Лидия Стахиевна медленно, как бы устав, закрыла записную книжку, а память все ловила разрозненные отголоски прошлого.
Глава 28
В конце лета 1937 года, когда парижане стали возвращаться с дач, курортов и деревень, среди русских эмигрантов прошел слух, что в Париж на гастроли едет Художественный театр. Санин взволновался, ждал, горел от нетерпения увидеть знакомые лица, услышать со сцены родную речь, готовился все принять, хотя понимал, что в полемику ввяжется обязательно. Хотелось узнать о жизни в Советской России из первых рук и уст…
Волновали его всякие мелочи: по-прежнему ли нетерпелив и требователен Станиславский на репетициях и может десять раз заставить актера повторять реплику «Дайте мне чашку чаю», чтобы чувствовались в ней барство и светскость? Так же ли сдержан и покоен Немирович в работе с самым бестолковым актером. Санина радовали слухи, что МХТ ставит много классики, но репетиции «Талантов и поклонников» Станиславский по нездоровью вел у себя дома в Леонтьевском переулке – и это огорчало. Зато «Мертвые души», говорят, покорили публику. И именно в этом спектакле была, на зависть теперь «оперному» Санину, лучшая массовая сцена в репертуаре театра. В картине губернского бала Станиславский добился непрерывного движения и единого дыхания. Говорили, что приедет Ольга Книппер, Василий Качалов, Нина Литовцева, дорогая подруга Лидочки, новая звезда Алла Тарасова. Но не будет друга гимназических лет, артиста МХТ с самых первых дней 1898 года Васеньки Лужского, не будет Володи Грибунина, мужа Пашенной, которая играла «Электру» в спектакле, поставленном Саниным в Малом театре. Их нет больше на этом свете.

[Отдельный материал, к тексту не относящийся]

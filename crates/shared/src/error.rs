//! Money error types.
//!
//! Every error is reported at the point of the violated precondition.
//! An operation either returns a complete value or one of these errors.

use rust_decimal::Decimal;
use thiserror::Error;

/// Result type alias using `MoneyError`.
pub type MoneyResult<T> = Result<T, MoneyError>;

/// Errors raised by money construction, arithmetic and the helpers built on it.
#[derive(Debug, Clone, PartialEq, Eq, Error)]
pub enum MoneyError {
    // ========== Construction Errors ==========
    /// Currency code is empty.
    #[error("Invalid currency")]
    InvalidCurrency,

    /// Raw amount is not a finite, non-negative number.
    #[error("Amount must be a non-negative number, got {0}")]
    InvalidAmount(String),

    // ========== Arithmetic Errors ==========
    /// Percentage argument is negative.
    #[error("Percentage must be non-negative, got {0}")]
    InvalidPercentage(Decimal),

    /// Binary operation between two different currencies.
    #[error("Currencies must match for this operation: {expected} vs {found}")]
    CurrencyMismatch {
        /// Currency code of the receiver.
        expected: String,
        /// Currency code of the other operand.
        found: String,
    },

    /// Result does not fit in the decimal representation.
    #[error("Arithmetic overflow")]
    Overflow,

    // ========== Allocation Errors ==========
    /// Ratio vector is empty, has a negative entry, or has no positive entry.
    #[error("Invalid ratios: {0}")]
    InvalidRatios(String),

    // ========== Collection Errors ==========
    /// Collection helper called with no elements.
    #[error("No Money objects provided")]
    EmptyCollection,

    /// Collection holds more than one currency.
    #[error("All Money objects must have the same currency: {expected} vs {found}")]
    MixedCurrency {
        /// Currency code of the first element.
        expected: String,
        /// First differing currency code.
        found: String,
    },

    // ========== Conversion Errors ==========
    /// No rate for the currency in the rate table.
    #[error("Exchange rate for currency {0} not available")]
    MissingExchangeRate(String),

    /// Rate is zero or negative.
    #[error("Exchange rate for currency {code} must be positive, got {rate}")]
    InvalidExchangeRate {
        /// Currency code of the rate.
        code: String,
        /// The offending rate.
        rate: Decimal,
    },
}

impl MoneyError {
    /// Returns a stable error code.
    #[must_use]
    pub const fn error_code(&self) -> &'static str {
        match self {
            Self::InvalidCurrency => "INVALID_CURRENCY",
            Self::InvalidAmount(_) => "INVALID_AMOUNT",
            Self::InvalidPercentage(_) => "INVALID_PERCENTAGE",
            Self::CurrencyMismatch { .. } => "CURRENCY_MISMATCH",
            Self::Overflow => "OVERFLOW",
            Self::InvalidRatios(_) => "INVALID_RATIOS",
            Self::EmptyCollection => "EMPTY_COLLECTION",
            Self::MixedCurrency { .. } => "MIXED_CURRENCY",
            Self::MissingExchangeRate(_) => "MISSING_EXCHANGE_RATE",
            Self::InvalidExchangeRate { .. } => "INVALID_EXCHANGE_RATE",
        }
    }

    /// Returns true if the error comes from mixing currencies.
    #[must_use]
    pub const fn is_currency_error(&self) -> bool {
        matches!(
            self,
            Self::CurrencyMismatch { .. } | Self::MixedCurrency { .. }
        )
    }
}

– Лидочка, ты знаешь, как расширился и разбогател Художественный? – спрашивал он жену, которой каждый день приносил новости о предстоящих гастролях и гастролерах. – Представь себе, у них теперь, кроме основной сцены, есть филиал в бывшем театре Корша в Богословском переулке. А там ведь уникальная акустика, уютные уборные для актеров, совершенно особый уклад. А на Тверской, 22 организована Оперно-драматическая студия. В этом доме огромный зал с зеркалами, золотая лепнина. Помнишь, как нам пришлось мыкаться по разным адресам и арендам. Вот вам и Советская власть, ее отношение к культуре!